Your assignment: Show every line of the records below that contains the word "parsed".

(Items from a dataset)
※

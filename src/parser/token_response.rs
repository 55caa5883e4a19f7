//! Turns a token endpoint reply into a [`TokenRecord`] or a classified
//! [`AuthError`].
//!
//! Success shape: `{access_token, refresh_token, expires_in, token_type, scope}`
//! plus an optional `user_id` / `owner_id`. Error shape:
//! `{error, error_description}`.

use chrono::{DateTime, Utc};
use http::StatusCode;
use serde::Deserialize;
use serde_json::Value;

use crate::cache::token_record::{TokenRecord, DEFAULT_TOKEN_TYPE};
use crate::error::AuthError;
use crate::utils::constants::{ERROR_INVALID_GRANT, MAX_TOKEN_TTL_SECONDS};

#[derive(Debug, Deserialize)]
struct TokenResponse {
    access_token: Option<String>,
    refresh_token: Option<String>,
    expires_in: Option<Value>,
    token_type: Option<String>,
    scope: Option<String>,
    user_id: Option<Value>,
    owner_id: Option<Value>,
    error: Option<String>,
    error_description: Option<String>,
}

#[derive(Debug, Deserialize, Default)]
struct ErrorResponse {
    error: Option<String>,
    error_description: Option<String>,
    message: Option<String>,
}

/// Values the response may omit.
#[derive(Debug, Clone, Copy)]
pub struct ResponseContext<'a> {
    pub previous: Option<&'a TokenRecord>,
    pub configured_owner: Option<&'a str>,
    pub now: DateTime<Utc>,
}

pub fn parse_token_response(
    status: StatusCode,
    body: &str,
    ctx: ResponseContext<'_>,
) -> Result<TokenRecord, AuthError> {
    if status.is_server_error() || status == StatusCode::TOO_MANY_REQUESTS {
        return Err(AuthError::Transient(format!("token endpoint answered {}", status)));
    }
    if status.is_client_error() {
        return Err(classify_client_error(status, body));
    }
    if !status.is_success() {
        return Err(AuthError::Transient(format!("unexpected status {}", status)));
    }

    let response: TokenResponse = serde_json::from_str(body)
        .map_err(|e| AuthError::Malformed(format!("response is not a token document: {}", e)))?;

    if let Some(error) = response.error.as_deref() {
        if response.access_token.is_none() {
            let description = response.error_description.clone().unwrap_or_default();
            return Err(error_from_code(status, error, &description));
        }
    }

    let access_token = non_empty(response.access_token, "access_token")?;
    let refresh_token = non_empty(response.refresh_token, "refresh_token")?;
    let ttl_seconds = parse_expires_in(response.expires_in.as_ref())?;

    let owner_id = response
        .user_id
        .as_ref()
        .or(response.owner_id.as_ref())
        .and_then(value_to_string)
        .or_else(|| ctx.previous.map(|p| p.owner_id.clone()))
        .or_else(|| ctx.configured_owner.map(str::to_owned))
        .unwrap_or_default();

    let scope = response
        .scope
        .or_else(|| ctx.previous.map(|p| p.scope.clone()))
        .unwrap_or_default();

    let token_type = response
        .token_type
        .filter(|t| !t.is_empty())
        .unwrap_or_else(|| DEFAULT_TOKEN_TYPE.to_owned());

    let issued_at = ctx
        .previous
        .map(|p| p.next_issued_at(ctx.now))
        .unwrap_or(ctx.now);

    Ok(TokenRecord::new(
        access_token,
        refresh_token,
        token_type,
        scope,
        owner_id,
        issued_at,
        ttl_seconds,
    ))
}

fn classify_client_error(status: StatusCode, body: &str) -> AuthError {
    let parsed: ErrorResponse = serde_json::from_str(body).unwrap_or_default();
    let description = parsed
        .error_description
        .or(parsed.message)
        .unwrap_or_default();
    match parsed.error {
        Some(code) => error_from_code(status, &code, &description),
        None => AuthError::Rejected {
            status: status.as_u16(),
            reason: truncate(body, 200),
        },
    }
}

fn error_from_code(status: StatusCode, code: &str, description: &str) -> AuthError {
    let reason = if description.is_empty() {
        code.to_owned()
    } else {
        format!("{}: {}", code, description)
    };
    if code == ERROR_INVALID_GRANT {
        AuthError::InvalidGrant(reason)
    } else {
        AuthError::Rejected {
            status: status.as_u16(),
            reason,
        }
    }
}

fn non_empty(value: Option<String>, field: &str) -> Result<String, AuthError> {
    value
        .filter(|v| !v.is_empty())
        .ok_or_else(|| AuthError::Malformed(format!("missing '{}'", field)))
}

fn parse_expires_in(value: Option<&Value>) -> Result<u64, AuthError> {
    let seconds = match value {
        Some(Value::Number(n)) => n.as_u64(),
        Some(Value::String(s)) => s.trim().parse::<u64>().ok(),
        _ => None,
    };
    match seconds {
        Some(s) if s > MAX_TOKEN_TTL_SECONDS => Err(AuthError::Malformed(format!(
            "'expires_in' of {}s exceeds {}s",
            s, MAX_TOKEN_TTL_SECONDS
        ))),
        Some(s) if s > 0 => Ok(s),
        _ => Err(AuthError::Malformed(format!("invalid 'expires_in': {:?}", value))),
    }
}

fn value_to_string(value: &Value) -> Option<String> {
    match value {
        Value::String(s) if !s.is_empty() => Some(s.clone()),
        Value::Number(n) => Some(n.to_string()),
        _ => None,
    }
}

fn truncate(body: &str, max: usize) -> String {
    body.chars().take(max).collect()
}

※

Result of this exercise:
    let parsed: ErrorResponse = serde_json::from_str(body).unwrap_or_default();
    let description = parsed
        .or(parsed.message)
    match parsed.error {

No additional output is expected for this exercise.